Mendekati deretan boks bayi, sejumlah kisah mengalir. Para bayi berusia antara satu bulan hingga dua tahun itu kebanyakan sudah punya orang tua angkat ataupun sudah siap kembali ke rumah orang tua kandungnya. Tidak semua berwajah Arab, ada juga yang berwajah India. Pada boks paling ujung, ada pemandangan tak biasa. Anak lelaki itu tidak tidur seperti yang lain. Dia asyik bermain sendiri. Usianya pun terlihat bukan kategori bayi lagi. Dan kakinya.... Fia ingin benar memalingkan muka. Tak tega dia melihatnya.
“Ini Malika, Mbak. Bisa dibilang dia paling senior di sini. Penghuni yang lain sudah berganti-ganti,” mendadak Pak Yos sudah berada di sampingnya. Seingatnya, beberapa saat lalu ketika dia tak sengaja menengok ke ruangan sebelah yang hanya berbatasan dinding tanpa pintu tadi Pak Yos asyik bercakap-cakap dengan beberapa buruh migran yang sedang hamil tua.

“Kakinya kenapa?” Fia tak dapat menyembunyikan penasarannya.
“Ya, itulah. Ibunya dengan bermacam cara berusaha menggugurkan dia. Tapi, keadaannya sekarang sudah jauh lebih baik. Ada donatur yang rutin menanggung terapinya. Lihat ini, kakinya sudah mulai normal. Waktu pertama kali kami temukan, dua kakinya itu seperti saling menjalin.
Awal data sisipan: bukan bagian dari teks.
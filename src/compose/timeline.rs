//! The human-readable timeline manifest written next to each mix.

use crate::block::BlockType;

/// One block placement in the finished sequence.
#[derive(Debug, Clone, PartialEq)]
pub struct TimelineEntry {
    pub offset_ms: u64,
    /// Artifact name: type code plus id, e.g. `m20250101120000123`.
    pub name: String,
    pub description: String,
    pub origin: String,
    pub channel: BlockType,
}

impl TimelineEntry {
    pub fn render(&self) -> String {
        format!(
            "{} [{}] {} - {} (from: {})",
            format_offset(self.offset_ms),
            self.channel.label().to_ascii_uppercase(),
            self.name,
            self.description,
            self.origin
        )
    }
}

/// Header block at the top of the manifest.
#[derive(Debug)]
pub struct ManifestHeader {
    pub name: String,
    pub created: String,
    pub directory: String,
    pub total_ms: u64,
    pub used: [(BlockType, usize); 3],
}

/// `MM:SS`, minutes running past 59 if the sequence does.
pub fn format_offset(ms: u64) -> String {
    let secs = ms / 1000;
    format!("{:02}:{:02}", secs / 60, secs % 60)
}

pub fn render_manifest(header: &ManifestHeader, entries: &[TimelineEntry]) -> String {
    let mut out = String::new();
    out.push_str(&format!("sequence: {}\n", header.name));
    out.push_str(&format!("created: {}\n", header.created));
    out.push_str(&format!("blocks from: {}\n", header.directory));
    out.push_str(&format!("total length: {}\n", format_offset(header.total_ms)));
    let counts = header
        .used
        .iter()
        .map(|(ty, n)| format!("{ty} {n}"))
        .collect::<Vec<_>>()
        .join(", ");
    out.push_str(&format!("blocks used: {counts}\n\n"));
    for entry in entries {
        out.push_str(&entry.render());
        out.push('\n');
    }
    out
}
Mungkin sebentar lagi kuat berdiri. Kami berharap  nantinya dia bisa mandiri. Eh, ini Naf, kok, kolokan amat sama tamu?” goda Pak Yos. Seorang ibu yang masuk sambil menggendong gadis kecil menjawil pipi Naf.
“Ibu Diana, gimana, Arsy rewel enggak di rumah?” tanya Pak Yos.
“Sudah mulai betah, Pak. Tapi memang harus sering-sering diajak ke sini dulu, ya, main sama teman-temannya.” Ibu yang dipanggil Diana itu mengangguk pada Fia.
“Semoga Naf juga begitu nanti. Cepat terbiasa dengan lingkungan barunya,” ibu yang tadi membuka pintu ikutan nimbrung.
Mata Fia membulat.

“Ya, Naf ini juga sebentar lagi selesai urusan surat-suratnya. Kalau lancar, bulan depan dia sudah bisa mulai menginap di rumah orang tua angkatnya,” kata Pak Yos.
Dan Fia merasa ada sesuatu yang terampas dari hatinya. Kehampaan menyergapnya lagi, melemparkannya ke sudut gelap tanpa tepi. Dan langkahnya terasa amat berat meninggalkan rumah bercat biru itu, bersama bayangan Naf yang menjerit-jerit tak mau ditinggalkan.